(Dataset entries)
/// Default topic prefix for all published readings.
pub const DEFAULT_TOPIC_PREFIX: &str = "myteslamate/cars";

/// Topic suffix carrying the per-vehicle status.
pub const STATE_SUFFIX: &str = "state";

/// Builder for the bridge's MQTT topics.
///
/// Topics follow the pattern:
/// `<prefix>/<car_number>/<topic_suffix>`
#[derive(Debug, Clone, PartialEq, Eq)]
pub struct TopicBuilder {
    prefix: String,
}

impl TopicBuilder {
    /// Create a builder for a prefix. Leading and trailing slashes are dropped.
    pub fn new(prefix: impl AsRef<str>) -> Self {
        Self {
            prefix: prefix.as_ref().trim_matches('/').to_string(),
        }
    }

    /// The normalized prefix.
    pub fn prefix(&self) -> &str {
        &self.prefix
    }

    /// Build the topic for one reading.
    ///
    /// # Example
    /// ```
    /// use tesla_bridge_common::topic::TopicBuilder;
    ///
    /// let builder = TopicBuilder::new("myteslamate/cars");
    /// assert_eq!(builder.reading(1, "inside_temp"), "myteslamate/cars/1/inside_temp");
    /// ```
    pub fn reading(&self, car_number: u8, topic_suffix: &str) -> String {
        format!("{}/{}/{}", self.prefix, car_number, topic_suffix)
    }

    /// Build the per-vehicle status topic.
    ///
    /// # Example
    /// ```
    /// use tesla_bridge_common::topic::TopicBuilder;
    ///
    /// let builder = TopicBuilder::new("myteslamate/cars");
    /// assert_eq!(builder.status(2), "myteslamate/cars/2/state");
    /// ```
    pub fn status(&self, car_number: u8) -> String {
        self.reading(car_number, STATE_SUFFIX)
    }

    /// Build the bridge status topic.
    ///
    /// # Example
    /// ```
    /// use tesla_bridge_common::topic::TopicBuilder;
    ///
    /// let builder = TopicBuilder::new("myteslamate/cars");
    /// assert_eq!(builder.bridge_status(), "myteslamate/cars/bridge/status");
    /// ```
    pub fn bridge_status(&self) -> String {
        format!("{}/bridge/status", self.prefix)
    }
}

impl Default for TopicBuilder {
    fn default() -> Self {
        Self::new(DEFAULT_TOPIC_PREFIX)
    }
}

/// Parse a reading topic back into car number and suffix.
///
/// Returns `None` if the topic is outside `prefix` or the car segment is not a number.
pub fn parse_topic<'a>(prefix: &str, topic: &'a str) -> Option<ParsedTopic<'a>> {
    let prefix = prefix.trim_matches('/');
    let rest = topic.strip_prefix(prefix)?.strip_prefix('/')?;
    let (car, suffix) = rest.split_once('/')?;

    if suffix.is_empty() {
        return None;
    }

    Some(ParsedTopic {
        car_number: car.parse().ok()?,
        topic_suffix: suffix,
    })
}

/// Parsed components of a reading topic.
#[derive(Debug, Clone, PartialEq, Eq)]
pub struct ParsedTopic<'a> {
    pub car_number: u8,
    pub topic_suffix: &'a str,
}
use thiserror::Error;

/// Common error type for bridge components.
#[derive(Debug, Error)]
pub enum Error {
    #[error("Configuration error: {0}")]
    Config(String),

    #[error("Invalid value for {key}: '{value}' ({reason})")]
    InvalidSetting {
        key: String,
        value: String,
        reason: String,
    },

    #[error("JSON serialization error: {0}")]
    Json(#[from] serde_json::Error),

    #[error("IO error: {0}")]
    Io(#[from] std::io::Error),

    #[error("Invalid topic: {0}")]
    Topic(String),
}

impl Error {
    /// Create an invalid setting error for an environment key.
    pub fn invalid_setting(
        key: impl Into<String>,
        value: impl Into<String>,
        reason: impl std::fmt::Display,
    ) -> Self {
        Error::InvalidSetting {
            key: key.into(),
            value: value.into(),
            reason: reason.to_string(),
        }
    }
}

/// Result type alias using the bridge's common Error.
pub type Result<T> = std::result::Result<T, Error>;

Your instructions = Using the entries above, print each one again without any alteration.

Output for this task =
/// Default topic prefix for all published readings.
pub const DEFAULT_TOPIC_PREFIX: &str = "myteslamate/cars";

/// Topic suffix carrying the per-vehicle status.
pub const STATE_SUFFIX: &str = "state";

/// Builder for the bridge's MQTT topics.
///
/// Topics follow the pattern:
/// `<prefix>/<car_number>/<topic_suffix>`
#[derive(Debug, Clone, PartialEq, Eq)]
pub struct TopicBuilder {
    prefix: String,
}

impl TopicBuilder {
    /// Create a builder for a prefix. Leading and trailing slashes are dropped.
    pub fn new(prefix: impl AsRef<str>) -> Self {
        Self {
            prefix: prefix.as_ref().trim_matches('/').to_string(),
        }
    }

    /// The normalized prefix.
    pub fn prefix(&self) -> &str {
        &self.prefix
    }

    /// Build the topic for one reading.
    ///
    /// # Example
    /// ```
    /// use tesla_bridge_common::topic::TopicBuilder;
    ///
    /// let builder = TopicBuilder::new("myteslamate/cars");
    /// assert_eq!(builder.reading(1, "inside_temp"), "myteslamate/cars/1/inside_temp");
    /// ```
    pub fn reading(&self, car_number: u8, topic_suffix: &str) -> String {
        format!("{}/{}/{}", self.prefix, car_number, topic_suffix)
    }

    /// Build the per-vehicle status topic.
    ///
    /// # Example
    /// ```
    /// use tesla_bridge_common::topic::TopicBuilder;
    ///
    /// let builder = TopicBuilder::new("myteslamate/cars");
    /// assert_eq!(builder.status(2), "myteslamate/cars/2/state");
    /// ```
    pub fn status(&self, car_number: u8) -> String {
        self.reading(car_number, STATE_SUFFIX)
    }

    /// Build the bridge status topic.
    ///
    /// # Example
    /// ```
    /// use tesla_bridge_common::topic::TopicBuilder;
    ///
    /// let builder = TopicBuilder::new("myteslamate/cars");
    /// assert_eq!(builder.bridge_status(), "myteslamate/cars/bridge/status");
    /// ```
    pub fn bridge_status(&self) -> String {
        format!("{}/bridge/status", self.prefix)
    }
}

impl Default for TopicBuilder {
    fn default() -> Self {
        Self::new(DEFAULT_TOPIC_PREFIX)
    }
}

/// Parse a reading topic back into car number and suffix.
///
/// Returns `None` if the topic is outside `prefix` or the car segment is not a number.
pub fn parse_topic<'a>(prefix: &str, topic: &'a str) -> Option<ParsedTopic<'a>> {
    let prefix = prefix.trim_matches('/');
    let rest = topic.strip_prefix(prefix)?.strip_prefix('/')?;
    let (car, suffix) = rest.split_once('/')?;

    if suffix.is_empty() {
        return None;
    }

    Some(ParsedTopic {
        car_number: car.parse().ok()?,
        topic_suffix: suffix,
    })
}

/// Parsed components of a reading topic.
#[derive(Debug, Clone, PartialEq, Eq)]
pub struct ParsedTopic<'a> {
    pub car_number: u8,
    pub topic_suffix: &'a str,
}
use thiserror::Error;

/// Common error type for bridge components.
#[derive(Debug, Error)]
pub enum Error {
    #[error("Configuration error: {0}")]
    Config(String),

    #[error("Invalid value for {key}: '{value}' ({reason})")]
    InvalidSetting {
        key: String,
        value: String,
        reason: String,
    },

    #[error("JSON serialization error: {0}")]
    Json(#[from] serde_json::Error),

    #[error("IO error: {0}")]
    Io(#[from] std::io::Error),

    #[error("Invalid topic: {0}")]
    Topic(String),
}

impl Error {
    /// Create an invalid setting error for an environment key.
    pub fn invalid_setting(
        key: impl Into<String>,
        value: impl Into<String>,
        reason: impl std::fmt::Display,
    ) -> Self {
        Error::InvalidSetting {
            key: key.into(),
            value: value.into(),
            reason: reason.to_string(),
        }
    }
}

/// Result type alias using the bridge's common Error.
pub type Result<T> = std::result::Result<T, Error>;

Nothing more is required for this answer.